◆ Supplied entries
=== Section Start ===

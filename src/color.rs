//! User display colors.

use std::fmt;
use std::str::FromStr;

use thiserror::Error;

/// An RGB color assigned to a user by the chat server.
#[derive(Debug, Clone, Copy, PartialEq, Eq, Hash)]
pub struct Color {
    /// The red component.
    pub r: u8,
    /// The green component.
    pub g: u8,
    /// The blue component.
    pub b: u8,
}

/// The error returned when a string does not hold a `#rrggbb` color.
#[derive(Debug, Error, PartialEq, Eq)]
#[error("expected a `#rrggbb` hex color, got `{0}`")]
pub struct ParseColorError(String);

impl Color {
    /// Creates a color from its red, green and blue components.
    #[must_use]
    pub const fn from_rgb(r: u8, g: u8, b: u8) -> Color {
        Color { r, g, b }
    }
}

impl FromStr for Color {
    type Err = ParseColorError;

    fn from_str(s: &str) -> Result<Self, Self::Err> {
        let hex = s
            .strip_prefix('#')
            .filter(|hex| hex.len() == 6 && hex.bytes().all(|b| b.is_ascii_hexdigit()))
            .ok_or_else(|| ParseColorError(s.to_string()))?;
        let value =
            u32::from_str_radix(hex, 16).map_err(|_| ParseColorError(s.to_string()))?;

        Ok(Color::from_rgb(
            (value >> 16) as u8,
            (value >> 8) as u8,
            value as u8,
        ))
    }
}

impl fmt::Display for Color {
    fn fmt(&self, f: &mut fmt::Formatter<'_>) -> fmt::Result {
        write!(f, "#{:02x}{:02x}{:02x}", self.r, self.g, self.b)
    }
}
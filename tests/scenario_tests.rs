//--------------------------------------------------------------------------------------------------
// TEST MODULE OVERVIEW
//--------------------------------------------------------------------------------------------------
// End-to-end scenarios for the matching engine, driven through the decoder
// exactly as the driver would. The canonical scenario pins the engine's
// observable contract: the full ordered event stream for a fixed intent
// sequence. The remaining tests check the book invariants and the engine
// laws on top of it.
//--------------------------------------------------------------------------------------------------

use matchbook::{
    decode_input, inspector, EngineEvent, EventLog, Intent, MatchEngine, OrderKind, Side,
};
use rust_decimal_macros::dec;

const CANONICAL_INPUT: &str = "\
0,100000,1,1,1075
0,100001,0,9,1000
0,100002,0,30,975
0,100003,1,10,1050
0,100004,0,10,950
0,100005,1,2,1025
0,100006,0,1,1000
1,100004
0,100007,1,5,1025
0,100008,0,3,1050
5,100009,1,3
5,100010,0,10
6,100011,1,30,1000
";

fn expected_canonical_events() -> Vec<EngineEvent> {
    use EngineEvent::*;
    vec![
        CancelAck { order_id: 100004 },
        OrderFullyFilled { order_id: 100005 },
        Trade { quantity: 2, price: dec!(1025.0) },
        OrderPartiallyFilled { order_id: 100008, filled_quantity: 2, remaining_quantity: 1 },
        OrderPartiallyFilled { order_id: 100007, filled_quantity: 1, remaining_quantity: 4 },
        Trade { quantity: 1, price: dec!(1050.0) },
        OrderPartiallyFilled { order_id: 100002, filled_quantity: 3, remaining_quantity: 27 },
        Trade { quantity: 3, price: dec!(975.0) },
        OrderFullyFilled { order_id: 100007 },
        Trade { quantity: 4, price: dec!(1025.0) },
        OrderPartiallyFilled { order_id: 100010, filled_quantity: 4, remaining_quantity: 6 },
        OrderPartiallyFilled { order_id: 100003, filled_quantity: 6, remaining_quantity: 4 },
        Trade { quantity: 6, price: dec!(1025.0) },
        OrderFullyFilled { order_id: 100002 },
        Trade { quantity: 27, price: dec!(975.0) },
        OrderPartiallyFilled { order_id: 100011, filled_quantity: 27, remaining_quantity: 3 },
        OrderPartiallyFilled { order_id: 100001, filled_quantity: 3, remaining_quantity: 6 },
        Trade { quantity: 3, price: dec!(975.0) },
    ]
}

fn run(intents: Vec<Intent>) -> MatchEngine<EventLog> {
    let mut engine = MatchEngine::new(EventLog::new());
    for intent in intents {
        engine.process(intent).expect("intent processing failed");
    }
    engine
}

#[test]
fn canonical_scenario_reproduces_the_expected_event_stream() {
    let engine = run(decode_input(CANONICAL_INPUT));
    assert_eq!(engine.sink().events(), expected_canonical_events());
}

#[test]
fn canonical_scenario_leaves_the_expected_book() {
    let engine = run(decode_input(CANONICAL_INPUT));
    let book = engine.book();

    let buys: Vec<_> = book
        .iter(Side::Buy)
        .map(|o| (o.order_id, o.remaining_quantity, o.price))
        .collect();
    assert_eq!(buys, vec![(100001, 6, dec!(1000)), (100006, 1, dec!(1000))]);

    let sells: Vec<_> = book
        .iter(Side::Sell)
        .map(|o| (o.order_id, o.remaining_quantity, o.price))
        .collect();
    assert_eq!(sells, vec![(100003, 4, dec!(1050)), (100000, 1, dec!(1075))]);
}

#[test]
fn book_invariants_hold_after_every_intent() {
    let intents = decode_input(CANONICAL_INPUT);
    let mut engine = MatchEngine::new(EventLog::new());
    for intent in intents {
        engine.process(intent).expect("intent processing failed");

        // Identity index and price-time index agree, and every resting order
        // has a positive remainder.
        engine.book().validate().expect("book invariants violated");

        // Each side iterates in its priority order: (price, id) ascending.
        for side in [Side::Buy, Side::Sell] {
            let keys: Vec<_> = engine
                .book()
                .iter(side)
                .map(|o| (o.price, o.order_id))
                .collect();
            let mut sorted = keys.clone();
            sorted.sort();
            assert_eq!(keys, sorted);
        }
    }
}

#[test]
fn undecodable_lines_do_not_disturb_the_stream() {
    // Same fixture with a garbage line spliced in: the decoder skips it and
    // the emitted stream is unchanged.
    let noisy = CANONICAL_INPUT.replace("0,100005,1,2,1025", "BADMESSAGE\n0,100005,1,2,1025");
    let engine = run(decode_input(&noisy));
    assert_eq!(engine.sink().events(), expected_canonical_events());
}

#[test]
fn add_then_cancel_restores_the_book_and_emits_only_the_ack() {
    let seed = decode_input("0,1,0,9,1000\n0,2,1,10,1050\n");
    let mut engine = run(seed);
    let before = inspector::render(engine.book());
    let events_before = engine.sink().len();

    engine
        .process(Intent::AddLimit {
            order_id: 3,
            side: Side::Buy,
            quantity: 5,
            price: dec!(990),
        })
        .unwrap();
    engine.process(Intent::Cancel { order_id: 3 }).unwrap();

    assert_eq!(inspector::render(engine.book()), before);
    let tail: Vec<_> = engine.sink().events().split_off(events_before);
    assert_eq!(tail, vec![EngineEvent::CancelAck { order_id: 3 }]);
}

#[test]
fn second_cancel_for_the_same_id_is_silent() {
    let mut engine = run(decode_input("0,1,0,9,1000\n"));
    engine.process(Intent::Cancel { order_id: 1 }).unwrap();
    engine.process(Intent::Cancel { order_id: 1 }).unwrap();

    let acks = engine
        .sink()
        .events()
        .iter()
        .filter(|e| matches!(e, EngineEvent::CancelAck { .. }))
        .count();
    assert_eq!(acks, 1);
}

#[test]
fn strictly_separated_sides_never_trade() {
    // Every buy rests strictly below every sell.
    let input = "\
0,1,0,5,900
0,2,1,5,1100
0,3,0,7,950
0,4,1,2,1050
0,5,0,1,800
0,6,1,9,1200
";
    let engine = run(decode_input(input));
    assert!(engine
        .sink()
        .events()
        .iter()
        .all(|e| !matches!(e, EngineEvent::Trade { .. })));
    assert_eq!(engine.book().order_count(Side::Buy), 3);
    assert_eq!(engine.book().order_count(Side::Sell), 3);
}

#[test]
fn traded_quantity_matches_the_taker_decrease() {
    // Two makers, one taker that outlasts both and rests with a remainder.
    // No taker-exhausting cross happens, so every trade describes one fill.
    let mut engine = run(decode_input("0,1,1,2,1025\n0,2,1,5,1025\n"));
    engine
        .process(Intent::AddLimit {
            order_id: 3,
            side: Side::Buy,
            quantity: 10,
            price: dec!(1050),
        })
        .unwrap();

    let traded: u32 = engine
        .sink()
        .events()
        .iter()
        .filter_map(|e| match e {
            EngineEvent::Trade { quantity, .. } => Some(*quantity),
            _ => None,
        })
        .sum();
    assert_eq!(traded, 7);

    let taker = engine.book().get(3).expect("taker residual rests");
    assert_eq!(taker.remaining_quantity, 3);
    assert_eq!(engine.book().order_count(Side::Sell), 0);
}

#[test]
fn traded_quantity_discounts_the_completion_trade_when_the_taker_exhausts() {
    // The taker is consumed exactly by the second maker, so the final cross
    // additionally announces the taker's completion with a second trade at
    // the taker's price. That trade restates the final fill rather than
    // describing a new one: the conserved quantity is the trade sum minus
    // the restatement.
    let mut engine = run(decode_input("0,1,1,2,1025\n0,2,1,5,1025\n"));
    engine
        .process(Intent::AddLimit {
            order_id: 3,
            side: Side::Buy,
            quantity: 7,
            price: dec!(1050),
        })
        .unwrap();

    let events = engine.sink().events();
    assert_eq!(
        events[events.len() - 2],
        EngineEvent::OrderFullyFilled { order_id: 3 }
    );
    let completion = match &events[events.len() - 1] {
        EngineEvent::Trade { quantity, price } => {
            assert_eq!(*price, dec!(1050));
            *quantity
        }
        other => panic!("expected a completion trade, got {other:?}"),
    };

    let traded: u32 = events
        .iter()
        .filter_map(|e| match e {
            EngineEvent::Trade { quantity, .. } => Some(*quantity),
            _ => None,
        })
        .sum();

    // The taker asked for 7 and left nothing resting; both makers are gone.
    assert_eq!(traded - completion, 7);
    assert!(!engine.book().contains(3));
    assert!(engine.book().is_empty());
}

#[test]
fn single_add_limit_produces_no_events() {
    let engine = run(decode_input("0,1,0,9,1000\n"));
    assert!(engine.sink().is_empty());
}

#[test]
fn equal_priced_orders_cross_in_arrival_order() {
    let mut engine = run(decode_input("0,1,1,2,1025\n0,2,1,2,1025\n"));
    engine
        .process(Intent::AddLimit {
            order_id: 3,
            side: Side::Buy,
            quantity: 2,
            price: dec!(1025),
        })
        .unwrap();

    // The lower id at the same price is consumed; the later arrival stays.
    assert!(!engine.book().contains(1));
    assert!(engine.book().contains(2));
    assert_eq!(
        engine.sink().events()[0],
        EngineEvent::OrderFullyFilled { order_id: 1 }
    );
}

#[test]
fn market_buy_against_an_empty_ask_side_rests_at_reference_zero() {
    let mut engine = MatchEngine::new(EventLog::new());
    engine
        .process(Intent::Market {
            order_id: 1,
            side: Side::Buy,
            quantity: 10,
        })
        .unwrap();

    assert!(engine.sink().is_empty());
    let residual = engine.book().get(1).expect("residual rests on the bid side");
    assert_eq!(residual.side, Side::Buy);
    assert_eq!(residual.kind, OrderKind::Market);
    assert_eq!(residual.price, dec!(0));
    assert_eq!(residual.remaining_quantity, 10);
}

#[test]
fn triggered_stop_loss_behaves_exactly_like_a_market_order() {
    let seed = "0,1,0,9,1000\n0,2,0,30,975\n";

    let mut stop_engine = run(decode_input(seed));
    stop_engine
        .process(Intent::StopLoss {
            order_id: 3,
            side: Side::Sell,
            quantity: 3,
            stop_price: dec!(975),
        })
        .unwrap();

    let mut market_engine = run(decode_input(seed));
    market_engine
        .process(Intent::Market {
            order_id: 3,
            side: Side::Sell,
            quantity: 3,
        })
        .unwrap();

    assert_eq!(
        stop_engine.sink().events(),
        market_engine.sink().events()
    );
    assert_eq!(
        inspector::render(stop_engine.book()),
        inspector::render(market_engine.book())
    );
}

=== Section End ===

◆ The problem
If a line in the listing has "inspector" in it, report that line.

◆ Answer area
    decode_input, inspector, EngineEvent, EventLog, Intent, MatchEngine, OrderKind, Side,
    let before = inspector::render(engine.book());
    assert_eq!(inspector::render(engine.book()), before);
        inspector::render(stop_engine.book()),
        inspector::render(market_engine.book())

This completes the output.